Pasajera en trance

Los poetas me acusan de deber ser valiente. Las artes, para siempre.

jueves, noviembre 26, 2009


Todo relato tiene que empezar así: me prendí un pucho -un cigarro- primero. después pude levantar mi mirada y vi en el medio del semáfaro a esa especie de juglar. Un arlequín. Me sorprendió que reinventara cada paso de lo real con un conjuro de irrealidades. Era un malabarista de las verdades, las hacía saltar una y otra adelante de mi cara. Las invertía con volteretas, las hacía pasar por sus dedos, y jugaba... sobre todo jugaba.
qué se yo, no es que eso me encantara, sino que me sorprendía, me intrigaba. Por eso lo seguí.
Así que dejó -y dejé- el semáforo y empezó -y empecé- a pisar una a una las baldosas de la calle detrás de un rastro que en realidad era un hilito, tal vez de su envoltorio, es decir: su saco, que se desprendía a cada paso deshilachándose. Inimaginable era que ese saco alguna vez perdiera su cordura tan imponente, no importara la infinitud de hilo que dejara a su paso; el saco siempre estaba allí, puesto y encima de él.
Supongo que lo que segundo más me llamó la atención fue que parara en esa tienda. tienda? bueno, negocio che.
Era en la esquina de rivadavia y Corrientes, ¿viste ahí donde está ese bar por un lado, esa casa antigua por el otro?. Ah no, seguro me vas a decir que esas dos calles no se cruzan, pero yo no te voy a hacer caso: sí se cruzan.
Bueno ahí, paró y se metió en el negocio. No cualquier negocio, sino un negocio de antifaces. Me situé a un lado, pretendiendo no saber que ese juglar había estado percibiendo cada paso mío y esperé. se metió y me fijé que pasó de máscara en máscara, pensando cuál le quedaría mejor. Quería ser grande, y se probó una máscara de elefante, quería ser pequeñito y pasar desapercibido y se puso una máscara sin detalles, sin agujeros en los ojos, un vacío en la cara. También quiso ser una fiesta de colores, un refugio de la abundacia, de la alegría, y se puso una máscara hermosa. Pero se la sacó, y después se puso una máscara atractiva. Uno a uno observé sus movimientos, e imagino que los míos también pasaron desapercibidos, ya que a ese negocio entraba y salía un flujo de gente bastante cuantioso.
Finalmente, y luego de haber sido todas esas máscaras que se probó, se paró frente al viejo del negocio -los vendedores siempre tienen que ser personas con historia- y, espaldas mías, le mostró la máscara que había elegido. Realizaron una transacción, un intercambio, un don, algo; la cuestión es que Julián se compró esa máscara.
Bueno ahora era sólo necesidad de esperarlo en la puerta y hablarle y sobretodo preguntarle qué máscara se había comprado. La gente continuaba entrando y saliendo.

...

Esperé. Esperé.
Y esperé. Nunca salió.

Cuando aquél abre la puerta para dar vuelta el cartel que decía 'abierto', para poner 'cerrado', le pregunté por aquel arlequín. Y me dijo "ahhhh, sí vino uno a la tarde y se fue".

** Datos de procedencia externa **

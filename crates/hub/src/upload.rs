use base64::{engine::general_purpose::STANDARD as BASE64, Engine as _};
use cordchat_common::{CordChatError, Result};
use reqwest::header::{ACCEPT, CONTENT_TYPE};
use serde_json::json;
use sha2::{Digest, Sha256};
use std::collections::HashMap;
use std::path::{Path, PathBuf};
use tracing::{debug, info};

use crate::client::{check_status, send, split_repo_id, HubClient, REVISION};
use crate::types::{
    CommitInfo, LfsAction, LfsBatchRequest, LfsBatchResponse, LfsObjectId, PreuploadFile,
    PreuploadRequest, PreuploadResponse, UploadItem, UploadMode,
};

const LFS_CONTENT_TYPE: &str = "application/vnd.git-lfs+json";
const SAMPLE_BYTES: usize = 512;

/// Upload item with its resolved transfer mode
struct PreparedItem {
    item: UploadItem,
    mode: UploadMode,
    oid: String,
}

impl HubClient {
    /// Upload every file of `local_dir` to `path_in_repo` in one commit
    pub async fn upload_folder(
        &self,
        local_dir: &Path,
        repo_id: &str,
        path_in_repo: &str,
        commit_message: &str,
    ) -> Result<CommitInfo> {
        if !local_dir.is_dir() {
            return Err(CordChatError::not_found(format!(
                "Folder not found: {}",
                local_dir.display()
            )));
        }

        let prefix = path_in_repo.trim_matches('/');
        let mut items = Vec::new();
        for file in collect_files(local_dir).await? {
            let relative = file
                .strip_prefix(local_dir)
                .map_err(|e| CordChatError::internal(e.to_string()))?;
            let relative = relative
                .components()
                .map(|c| c.as_os_str().to_string_lossy().into_owned())
                .collect::<Vec<_>>()
                .join("/");
            let path = if prefix.is_empty() {
                relative
            } else {
                format!("{}/{}", prefix, relative)
            };
            items.push(UploadItem::new(path, tokio::fs::read(&file).await?));
        }

        if items.is_empty() {
            return Err(CordChatError::invalid_input(format!(
                "Folder is empty: {}",
                local_dir.display()
            )));
        }

        info!(
            "Uploading {} files from {} to {}/{}",
            items.len(),
            local_dir.display(),
            repo_id,
            prefix
        );
        self.upload_files(repo_id, items, commit_message).await
    }

    /// Upload a single in-memory file
    pub async fn upload_file(
        &self,
        repo_id: &str,
        path_in_repo: &str,
        content: Vec<u8>,
        commit_message: &str,
    ) -> Result<CommitInfo> {
        self.upload_files(repo_id, vec![UploadItem::new(path_in_repo, content)], commit_message)
            .await
    }

    /// Upload files in a single commit: preupload check, LFS transfer, then commit
    pub async fn upload_files(
        &self,
        repo_id: &str,
        items: Vec<UploadItem>,
        commit_message: &str,
    ) -> Result<CommitInfo> {
        self.require_token()?;
        split_repo_id(repo_id)?;

        let prepared = self.preupload(repo_id, items).await?;
        if prepared.is_empty() {
            return Err(CordChatError::invalid_input("Nothing to upload"));
        }

        let lfs: Vec<&PreparedItem> = prepared
            .iter()
            .filter(|p| p.mode == UploadMode::Lfs)
            .collect();
        if !lfs.is_empty() {
            self.upload_lfs(repo_id, &lfs).await?;
        }

        let payload = commit_payload(commit_message, &prepared)?;
        let url = self.url(&["api", "datasets", repo_id, "commit", REVISION])?;
        let response = send(
            self.auth(self.client.post(url))
                .header(CONTENT_TYPE, "application/x-ndjson")
                .body(payload),
        )
        .await?;
        let response = check_status(response, "commit").await?;
        let commit: CommitInfo = response
            .json()
            .await
            .map_err(|e| CordChatError::hub(format!("Failed to parse commit response: {}", e)))?;

        info!(
            "Committed {} files to {} ({})",
            prepared.len(),
            repo_id,
            commit.commit_oid.as_deref().unwrap_or("unknown commit")
        );
        Ok(commit)
    }

    /// Ask the hub which files go through LFS and which can be inlined
    async fn preupload(&self, repo_id: &str, items: Vec<UploadItem>) -> Result<Vec<PreparedItem>> {
        let request = PreuploadRequest {
            files: items
                .iter()
                .map(|item| PreuploadFile {
                    path: item.path_in_repo.clone(),
                    sample: BASE64.encode(&item.content[..item.content.len().min(SAMPLE_BYTES)]),
                    size: item.content.len(),
                })
                .collect(),
        };

        let url = self.url(&["api", "datasets", repo_id, "preupload", REVISION])?;
        let response = send(self.auth(self.client.post(url)).json(&request)).await?;
        let response = check_status(response, "preupload").await?;
        let result: PreuploadResponse = response
            .json()
            .await
            .map_err(|e| CordChatError::hub(format!("Failed to parse preupload response: {}", e)))?;

        let mut modes: HashMap<String, (UploadMode, bool)> = result
            .files
            .into_iter()
            .map(|f| (f.path, (f.upload_mode, f.should_ignore)))
            .collect();

        let mut prepared = Vec::with_capacity(items.len());
        for item in items {
            let (mode, ignore) = modes.remove(&item.path_in_repo).ok_or_else(|| {
                CordChatError::hub(format!("Hub did not classify {}", item.path_in_repo))
            })?;
            if ignore {
                debug!("Hub ignores {}", item.path_in_repo);
                continue;
            }
            let oid = hex::encode(Sha256::digest(&item.content));
            prepared.push(PreparedItem { item, mode, oid });
        }

        Ok(prepared)
    }

    /// Transfer LFS objects with the basic transfer adapter
    async fn upload_lfs(&self, repo_id: &str, items: &[&PreparedItem]) -> Result<()> {
        let request = LfsBatchRequest {
            operation: "upload",
            transfers: vec!["basic"],
            objects: items
                .iter()
                .map(|p| LfsObjectId {
                    oid: p.oid.clone(),
                    size: p.item.content.len() as u64,
                })
                .collect(),
            hash_algo: "sha256",
        };

        let repo_git = format!("{}.git", repo_id);
        let url = self.url(&["datasets", &repo_git, "info", "lfs", "objects", "batch"])?;
        let response = send(
            self.auth(self.client.post(url))
                .header(ACCEPT, LFS_CONTENT_TYPE)
                .header(CONTENT_TYPE, LFS_CONTENT_TYPE)
                .body(serde_json::to_vec(&request)?),
        )
        .await?;
        let response = check_status(response, "LFS batch").await?;
        let batch: LfsBatchResponse = response
            .json()
            .await
            .map_err(|e| CordChatError::hub(format!("Failed to parse LFS batch response: {}", e)))?;

        for object in batch.objects {
            if let Some(error) = object.error {
                return Err(CordChatError::hub(format!(
                    "LFS rejected object {} ({}): {}",
                    object.oid, error.code, error.message
                )));
            }

            let Some(actions) = object.actions else {
                debug!("LFS object already present: {} ({} bytes)", object.oid, object.size);
                continue;
            };

            let item = items
                .iter()
                .find(|p| p.oid == object.oid)
                .ok_or_else(|| CordChatError::hub(format!("Unexpected LFS object {}", object.oid)))?;

            if let Some(upload) = actions.upload {
                if upload.header.contains_key("chunk_size") {
                    return Err(CordChatError::hub(format!(
                        "{} requires multipart LFS upload, which is not supported",
                        item.item.path_in_repo
                    )));
                }
                info!(
                    "Uploading LFS object for {} ({} bytes)",
                    item.item.path_in_repo,
                    item.item.content.len()
                );
                let request = with_headers(self.client.put(&upload.href), &upload)
                    .body(item.item.content.clone());
                check_status(send(request).await?, "LFS upload").await?;
            }

            if let Some(verify) = actions.verify {
                let body = LfsObjectId {
                    oid: item.oid.clone(),
                    size: item.item.content.len() as u64,
                };
                let request = with_headers(self.auth(self.client.post(&verify.href)), &verify)
                    .header(ACCEPT, LFS_CONTENT_TYPE)
                    .json(&body);
                check_status(send(request).await?, "LFS verify").await?;
            }
        }

        Ok(())
    }
}

fn with_headers(mut request: reqwest::RequestBuilder, action: &LfsAction) -> reqwest::RequestBuilder {
    for (name, value) in &action.header {
        request = request.header(name.as_str(), value.as_str());
    }
    request
}

/// NDJSON commit body: header line, then one line per file
fn commit_payload(commit_message: &str, items: &[PreparedItem]) -> Result<Vec<u8>> {
    let mut lines = vec![json!({
        "key": "header",
        "value": { "summary": commit_message, "description": "" }
    })];

    for p in items {
        lines.push(match p.mode {
            UploadMode::Regular => json!({
                "key": "file",
                "value": {
                    "content": BASE64.encode(&p.item.content),
                    "path": p.item.path_in_repo,
                    "encoding": "base64"
                }
            }),
            UploadMode::Lfs => json!({
                "key": "lfsFile",
                "value": {
                    "path": p.item.path_in_repo,
                    "algo": "sha256",
                    "oid": p.oid,
                    "size": p.item.content.len()
                }
            }),
        });
    }

    let mut payload = Vec::new();
    for line in lines {
        serde_json::to_writer(&mut payload, &line)?;
        payload.push(b'\n');
    }
    Ok(payload)
}

/// All regular files below `dir`, sorted; partial downloads and temp files are skipped
async fn collect_files(dir: &Path) -> Result<Vec<PathBuf>> {
    // Use a stack-based approach instead of recursion to avoid boxing
    let mut dirs_to_scan = vec![dir.to_path_buf()];
    let mut files = Vec::new();

    while let Some(current_dir) = dirs_to_scan.pop() {
        let mut entries = tokio::fs::read_dir(&current_dir).await?;

        while let Some(entry) = entries.next_entry().await? {
            let path = entry.path();
            let file_type = entry.file_type().await?;

            if file_type.is_dir() {
                dirs_to_scan.push(path);
            } else if file_type.is_file() {
                let skip = path
                    .extension()
                    .map(|ext| ext == "tmp" || ext == "part")
                    .unwrap_or(false);
                if !skip {
                    files.push(path);
                }
            }
        }
    }

    files.sort();
    Ok(files)
}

Me senté a preguntarme si habría él huído ante tanta curiosidad, tal vez, por algún techo, vos sabés que los juglares son capaces de hacer eso. Pero luego me di cuenta que no, me di cuenta -con tristeza- lo que había pasado:
pasó adelante mío con su nueva máscara puesta y no lo pude ver. Bah, seguro lo VI, pero no lo vi, no sé si me entendés. Vamos al grano che.... era otro.